Through the analyses of associations between the gut microbiome and the diet and nutritional intake levels, positive correlations were reported between alpha-diversity and carbohydrates and vitamin B6 intakes. These findings were consistent with previous studies. Vitamin B6 functions as an essential cofactor for enzymes involved in various metabolic activities and an increase of vitamin B6 aids in polyunsaturated fatty acid metabolism, and biosynthesis of arachidonic acid and hepatic cholesterol 43. An increase of vitamin B6 also reduces the production of lithocholate 43, a toxic bile acid, and promotes the homeostasis of microbial communities in the distal gut44, therefore leading to a higher diversity in the gut microbiome.

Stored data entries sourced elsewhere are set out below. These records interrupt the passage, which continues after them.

//! Color value parsing.
//!
//! Configuration and CLI color values are plain strings: either a CSS-style
//! color name (`"white"`, `"darkgray"`) or a hex literal (`"#fff"`,
//! `"#1a2b3c"`). This module turns them into [`image::Rgb`] pixels.

use image::Rgb;

use crate::error::SheetError;

/// Named colors accepted in configuration values.
///
/// Covers the CSS keyword set that contact-sheet configurations actually use;
/// anything fancier can be written as a hex literal.
const NAMED_COLORS: &[(&str, [u8; 3])] = &[
    ("black", [0, 0, 0]),
    ("white", [255, 255, 255]),
    ("red", [255, 0, 0]),
    ("green", [0, 128, 0]),
    ("blue", [0, 0, 255]),
    ("yellow", [255, 255, 0]),
    ("cyan", [0, 255, 255]),
    ("magenta", [255, 0, 255]),
    ("gray", [128, 128, 128]),
    ("grey", [128, 128, 128]),
    ("darkgray", [169, 169, 169]),
    ("darkgrey", [169, 169, 169]),
    ("lightgray", [211, 211, 211]),
    ("lightgrey", [211, 211, 211]),
    ("silver", [192, 192, 192]),
    ("maroon", [128, 0, 0]),
    ("olive", [128, 128, 0]),
    ("lime", [0, 255, 0]),
    ("teal", [0, 128, 128]),
    ("navy", [0, 0, 128]),
    ("purple", [128, 0, 128]),
    ("orange", [255, 165, 0]),
    ("brown", [165, 42, 42]),
    ("pink", [255, 192, 203]),
];

/// Parse a color name or hex literal into an RGB pixel.
///
/// Accepts named colors (case-insensitive) and `#rgb` / `#rrggbb` hex
/// notation.
///
/// # Errors
///
/// Returns [`SheetError::Config`] if the value matches neither form.
pub fn parse_color(value: &str) -> Result<Rgb<u8>, SheetError> {
    let trimmed = value.trim();

    if let Some(hex) = trimmed.strip_prefix('#') {
        return parse_hex(hex).ok_or_else(|| SheetError::Config {
            reason: format!("invalid hex color: '{trimmed}'"),
        });
    }

    let lowered = trimmed.to_ascii_lowercase();
    NAMED_COLORS
        .iter()
        .find(|(name, _)| *name == lowered)
        .map(|(_, rgb)| Rgb(*rgb))
        .ok_or_else(|| SheetError::Config {
            reason: format!("unknown color name: '{trimmed}'"),
        })
}

fn parse_hex(hex: &str) -> Option<Rgb<u8>> {
    match hex.len() {
        3 => {
            let mut channels = [0u8; 3];
            for (index, character) in hex.chars().enumerate() {
                let nibble = character.to_digit(16)? as u8;
                channels[index] = nibble << 4 | nibble;
            }
            Some(Rgb(channels))
        }
        6 => {
            let red = u8::from_str_radix(&hex[0..2], 16).ok()?;
            let green = u8::from_str_radix(&hex[2..4], 16).ok()?;
            let blue = u8::from_str_radix(&hex[4..6], 16).ok()?;
            Some(Rgb([red, green, blue]))
        }
        _ => None,
    }
}

#[cfg(test)]
mod tests {
    use super::*;

    #[test]
    fn named_colors() {
        assert_eq!(parse_color("white").unwrap(), Rgb([255, 255, 255]));
        assert_eq!(parse_color("Black").unwrap(), Rgb([0, 0, 0]));
        assert_eq!(parse_color("  orange ").unwrap(), Rgb([255, 165, 0]));
        assert_eq!(parse_color("grey").unwrap(), parse_color("gray").unwrap());
    }

    #[test]
    fn hex_colors() {
        assert_eq!(parse_color("#ffffff").unwrap(), Rgb([255, 255, 255]));
        assert_eq!(parse_color("#1a2b3c").unwrap(), Rgb([0x1a, 0x2b, 0x3c]));
        assert_eq!(parse_color("#fff").unwrap(), Rgb([255, 255, 255]));
        assert_eq!(parse_color("#f00").unwrap(), Rgb([255, 0, 0]));
    }

    #[test]
    fn rejects_garbage() {
        assert!(parse_color("not-a-color").is_err());
        assert!(parse_color("#12345").is_err());
        assert!(parse_color("#gggggg").is_err());
        assert!(parse_color("").is_err());
    }
}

Adequate intake of carbohydrates and fiber is positively correlated with alpha-diversity, probably because children are therefore less likely to have excessive intake of fat, and the energy density of diet is reduced. Fiber plays a critical role in the diversity of healthy gut microbiome. As reported, an increased fiber intake produces more short-chain fatty acids, which in turn promote intestinal gluconeogenesis and liponeogenesis 39. Further work suggested that transitions to the refined diet that lacks soluble fiber is the primary driver of gut microbiota alterations 45. Therefore, adequate intake of carbohydrates and fiber promotes GI tract health and prevents infections and colonization of the gut by pathogenic microbes46. Until now, the exact mechanisms behind the relationship of carbohydrate intake level and gut microbial diversity are still not well studied and should be explored in future investigations.
This study has several limitations. We have a small sample size, and all children were recruited from Children’s Healthcare of Atlanta, Georgia. Our findings may not be generalized into other clinical settings. In addition, we only analyzed the correlations between diet and alpha-diversity and microbiome abundance. Lastly, these analyses were conducted without controlling primary confounders, which should be considered in future work.